What this task involves:
Go through the listing below from its first line and repeat each line exactly, ending at the line containing "fn default() ->" and including it.

Data:

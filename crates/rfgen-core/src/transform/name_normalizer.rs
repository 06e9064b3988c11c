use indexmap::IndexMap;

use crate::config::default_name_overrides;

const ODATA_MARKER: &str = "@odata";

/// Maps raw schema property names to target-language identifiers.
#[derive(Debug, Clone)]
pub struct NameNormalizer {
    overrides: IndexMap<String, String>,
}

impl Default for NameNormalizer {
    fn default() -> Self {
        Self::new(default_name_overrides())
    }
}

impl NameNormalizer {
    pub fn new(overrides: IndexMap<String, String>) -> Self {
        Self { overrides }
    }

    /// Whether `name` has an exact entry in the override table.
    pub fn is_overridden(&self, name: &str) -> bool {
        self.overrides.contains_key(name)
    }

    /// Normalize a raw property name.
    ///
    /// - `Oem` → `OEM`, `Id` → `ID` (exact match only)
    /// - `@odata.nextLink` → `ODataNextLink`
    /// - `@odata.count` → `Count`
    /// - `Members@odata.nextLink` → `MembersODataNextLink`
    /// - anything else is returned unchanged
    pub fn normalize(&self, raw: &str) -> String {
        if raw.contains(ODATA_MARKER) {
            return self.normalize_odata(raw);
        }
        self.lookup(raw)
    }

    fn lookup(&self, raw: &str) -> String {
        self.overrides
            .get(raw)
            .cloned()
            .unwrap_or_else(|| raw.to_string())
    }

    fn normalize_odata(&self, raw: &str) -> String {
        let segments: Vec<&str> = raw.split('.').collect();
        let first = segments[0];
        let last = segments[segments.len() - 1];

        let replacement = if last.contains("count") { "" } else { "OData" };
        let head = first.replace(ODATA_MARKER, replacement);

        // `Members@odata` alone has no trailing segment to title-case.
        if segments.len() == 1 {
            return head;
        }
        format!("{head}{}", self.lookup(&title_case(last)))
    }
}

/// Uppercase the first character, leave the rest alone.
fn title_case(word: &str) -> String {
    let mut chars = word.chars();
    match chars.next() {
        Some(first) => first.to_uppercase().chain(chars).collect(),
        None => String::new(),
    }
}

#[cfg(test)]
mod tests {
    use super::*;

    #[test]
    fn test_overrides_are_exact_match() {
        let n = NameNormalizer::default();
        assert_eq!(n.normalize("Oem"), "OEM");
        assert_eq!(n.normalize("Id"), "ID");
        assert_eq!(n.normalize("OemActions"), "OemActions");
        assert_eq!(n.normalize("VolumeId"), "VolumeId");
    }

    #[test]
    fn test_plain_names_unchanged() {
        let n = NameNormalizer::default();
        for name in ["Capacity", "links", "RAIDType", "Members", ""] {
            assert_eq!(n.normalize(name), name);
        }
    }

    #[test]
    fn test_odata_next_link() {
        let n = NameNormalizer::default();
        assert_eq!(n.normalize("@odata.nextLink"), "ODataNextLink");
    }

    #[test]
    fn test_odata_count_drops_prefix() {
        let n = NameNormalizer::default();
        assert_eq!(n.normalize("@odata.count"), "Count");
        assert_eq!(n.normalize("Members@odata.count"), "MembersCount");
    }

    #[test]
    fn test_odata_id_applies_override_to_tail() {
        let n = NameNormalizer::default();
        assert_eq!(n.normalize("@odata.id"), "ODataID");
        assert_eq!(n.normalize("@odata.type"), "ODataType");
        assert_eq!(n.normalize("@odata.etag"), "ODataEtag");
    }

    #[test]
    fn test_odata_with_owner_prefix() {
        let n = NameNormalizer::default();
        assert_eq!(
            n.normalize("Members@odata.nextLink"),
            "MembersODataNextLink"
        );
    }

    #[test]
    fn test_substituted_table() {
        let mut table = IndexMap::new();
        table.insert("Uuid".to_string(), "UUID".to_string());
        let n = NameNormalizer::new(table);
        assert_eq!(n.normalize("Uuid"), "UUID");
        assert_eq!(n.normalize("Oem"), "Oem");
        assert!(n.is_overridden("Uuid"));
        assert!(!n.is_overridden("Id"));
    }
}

Result for this task:
filename crates/rfgen-core/src/transform/name_normalizer.rs
repository 06e9064b3988c11c
use indexmap::IndexMap;

use crate::config::default_name_overrides;

const ODATA_MARKER: &str = "@odata";

/// Maps raw schema property names to target-language identifiers.
#[derive(Debug, Clone)]
pub struct NameNormalizer {
    overrides: IndexMap<String, String>,
}

impl Default for NameNormalizer {
    fn default() -> Self {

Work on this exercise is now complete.